La conquête de la niche haut de gamme du marché international et de ses exigences sévères passe par la séduction des dégustateurs et des critiques gastronomiques. Eux, doivent déclarer « taste good » pour ouvrir la voie à l'extrême onction. S'adressant mercredi soir à ses convives, oléiculteurs(producteurs), oléifacteurs(transformateurs) et conditionneurs(embouteilleurs) Philippe Lotz, responsable de la composante innovation au sein de la coopération allemande GTZ commençait par décrire cette magnifique aventure qui l'a conduit à prêter son concours à la filière oléicole. Lui et son équipe s'interrogeaient sur la manière de contribuer à aider cet elixir national fétiche des exportations agroalimentaires tunisiennes à faire valoir ses lettres de noblesse à l'international et de se mesurer à ses compétiteurs sous sa véritable identité ainsi qu'il était fixé par le plan huile 2008-2011 formalisé par les pouvoirs publics. Mais que vient faire l'innovation en la matière se demandait, interrogatif et sceptique, Philippe Lotz. Et poussant la réflexion, de broyeur en presse, le jus jaillit et la lumière fut au rendez-vous. Les paramètres olfactifs d'abord puis gustatifs et enfin de « robe » de l'huile, qui sont les paramètres déterminants sur le marché international se surajoutent tout au long de la filière en commençant par l'olive, sa culture, son pressage et sa conservation. Et là il était clair qu'il fallait, pour ennoblir toutes les étapes de la chaîne qualité, innover dans les variétés les cultures la presse et in fine le conditionnement. Et c'est dans cette perspective que GTZ a calé sa contribution au secteur.
Un plan bien huilé Des projections réalisées par le ministère de l'industrie laissaient apparaître que si l'on conditionnait 10% d'ici 2011 de nos exportations contre 2% à l'heure actuelle on doublerait les recettes d'export de l'huile d'olive. Et c'est bien le mobile sur lequel a été fondé le plan huile. L'objectif principal d'entre tous semblait être le conditionnement. Et le plan y apportait des réponses propres notamment en matière d'incitations aux conditionneurs à investir dans le flaconnage. Mais le plan prévoit également un plan com' et surtout un agenda de foires. L'étape ultime était la conquête des palais des vigies du marché que sont les dégustateurs attitrés et les critiques gastronomiques. Etant très écoutés des clients ils sont très suivis par les opérateurs. C'est leur appréciation qui garnit les carnets de commande ou l'inverse. Et c'est d'abord par eux qu'il faut commencer.

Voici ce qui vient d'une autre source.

//! API error types

use std::time::Duration;

use axum::{
    Json,
    http::{HeaderValue, StatusCode, header::RETRY_AFTER},
    response::{IntoResponse, Response},
};
use courier_dispatch::DispatchError;
use serde::Serialize;
use thiserror::Error;

/// Errors starting or running the server
#[derive(Debug, Error)]
pub enum ServerError {
    #[error("Failed to bind API server to {address}: {source}")]
    BindError {
        address: String,
        source: std::io::Error,
    },

    #[error("API server error: {0}")]
    ServeError(String),
}

/// A failed request, rendered as `{ success: false, error, details }`.
#[derive(Debug, Error)]
pub enum ApiError {
    #[error("Validation error: {0}")]
    Validation(String),

    #[error("SMTP connection failed: {0}")]
    ConnectionFailed(String),

    #[error("Failed to send email: {0}")]
    SendFailed(String),

    #[error("Failed to send bulk email: {0}")]
    BulkSendFailed(String),

    #[error("{message}")]
    RateLimited {
        message: &'static str,
        retry_after: Duration,
    },

    #[error("Endpoint not found")]
    NotFound,
}

#[derive(Serialize)]
struct ErrorBody<'a> {
    success: bool,
    error: &'a str,
    #[serde(skip_serializing_if = "Option::is_none")]
    details: Option<&'a str>,
}

impl ApiError {
    #[must_use]
    pub const fn status(&self) -> StatusCode {
        match self {
            Self::Validation(_) | Self::ConnectionFailed(_) => StatusCode::BAD_REQUEST,
            Self::SendFailed(_) | Self::BulkSendFailed(_) => StatusCode::INTERNAL_SERVER_ERROR,
            Self::RateLimited { .. } => StatusCode::TOO_MANY_REQUESTS,
            Self::NotFound => StatusCode::NOT_FOUND,
        }
    }

    const fn summary(&self) -> &'static str {
        match self {
            Self::Validation(_) => "Validation error",
            Self::ConnectionFailed(_) => "SMTP connection failed",
            Self::SendFailed(_) => "Failed to send email",
            Self::BulkSendFailed(_) => "Failed to send bulk email",
            Self::RateLimited { message, .. } => *message,
            Self::NotFound => "Endpoint not found",
        }
    }

    fn details(&self) -> Option<&str> {
        match self {
            Self::Validation(details)
            | Self::ConnectionFailed(details)
            | Self::SendFailed(details)
            | Self::BulkSendFailed(details) => Some(details.as_str()),
            Self::RateLimited { .. } | Self::NotFound => None,
        }
    }

    /// Maps a dispatch failure, using `relay` for relay errors.
    pub(crate) fn from_dispatch(err: DispatchError, relay: fn(String) -> Self) -> Self {
        match err {
            DispatchError::Validation(err) => Self::Validation(err.to_string()),
            DispatchError::Relay(err) => relay(err.to_string()),
            DispatchError::InvariantViolation(_) => Self::BulkSendFailed(err.to_string()),
        }
    }
}

impl IntoResponse for ApiError {
    fn into_response(self) -> Response {
        let status = self.status();
        if status.is_server_error() {
            tracing::error!(error = %self, "Request failed");
        } else {
            tracing::debug!(error = %self, "Request rejected");
        }

        let body = Json(ErrorBody {
            success: false,
            error: self.summary(),
            details: self.details(),
        });

        let mut response = (status, body).into_response();
        if let Self::RateLimited { retry_after, .. } = self {
            let seconds = retry_after
                .as_secs()
                .saturating_add(u64::from(retry_after.subsec_nanos() > 0));
            response
                .headers_mut()
                .insert(RETRY_AFTER, HeaderValue::from(seconds));
        }
        response
    }
}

La tyrannie des experts Pour aller à l'international, il faut transiter par les salons spécialisés, c'est bien connu mais étape incontournable il faut satisfaire à l'épreuve des testeurs. Le reste ne fera que prendre une suite logique. Et pour la circonstance GTZ a invité Dr Gino Celetti, panel leader entre autres du consiglio Oleico International, et palais hautement écouté de la profession à l'échelle internationale. En grande verve Dr Celetti a bien montré la corrélation entre les paramètres olfactifs et par conséquent gustatifs de l'huile d'olive avec toutes les étapes de la filière. Il a montré le degré d'expertise qui est nécessaire à chaque étape et notamment la minutie qu'il faut apporter pour décider du jour et du moment de la cueillette. L'olive est finalement un fruit bien capricieux. Il faut scruter avec minutie le moment où la première olive vire du vert au violet et c'est là où il faut y aller à l'abattage autrement l'on risque de compromettre une des composantes du goût. On était bien gênés de découvrir que l'huile n'était pas jugée sur son seul degré d'acidité et ce fameux seuil de 2 %, qui n'est, après explication, qu'une des manifestations de la composition de l'huile laquelle regorge d'arômes ceux là mêmes qui fument quand l'huile chauffe dans la poêle. Et c'est bien dans ce sens qu'a abondé Kersten Wetenkamp, correspondant du Der Feinschmecker, premier journal allemand spécialisé dans les salons oléicoles. Toutefois le critique allemand nous a annoncé une nouvelle qui a ravi les professionnels. En « blind test », c'est à dire une séance de dégustation sans indication de l'origine de l'huile pour ne pas influencer les jurés, l'huile tunisienne a tout de même obtenu le score de 7,8 sur une échelle de 10. A l'évidence la démarche innovation nous rapprochera du classement de tête occupé pour le moment par l'Espagne, l'Italie et le Portugal et depuis la première année par la Syrie. Il y a donc toujours des nouveaux arrivants dans le saint des saints, ce qui rend l'exigence d'innovation plus impérative.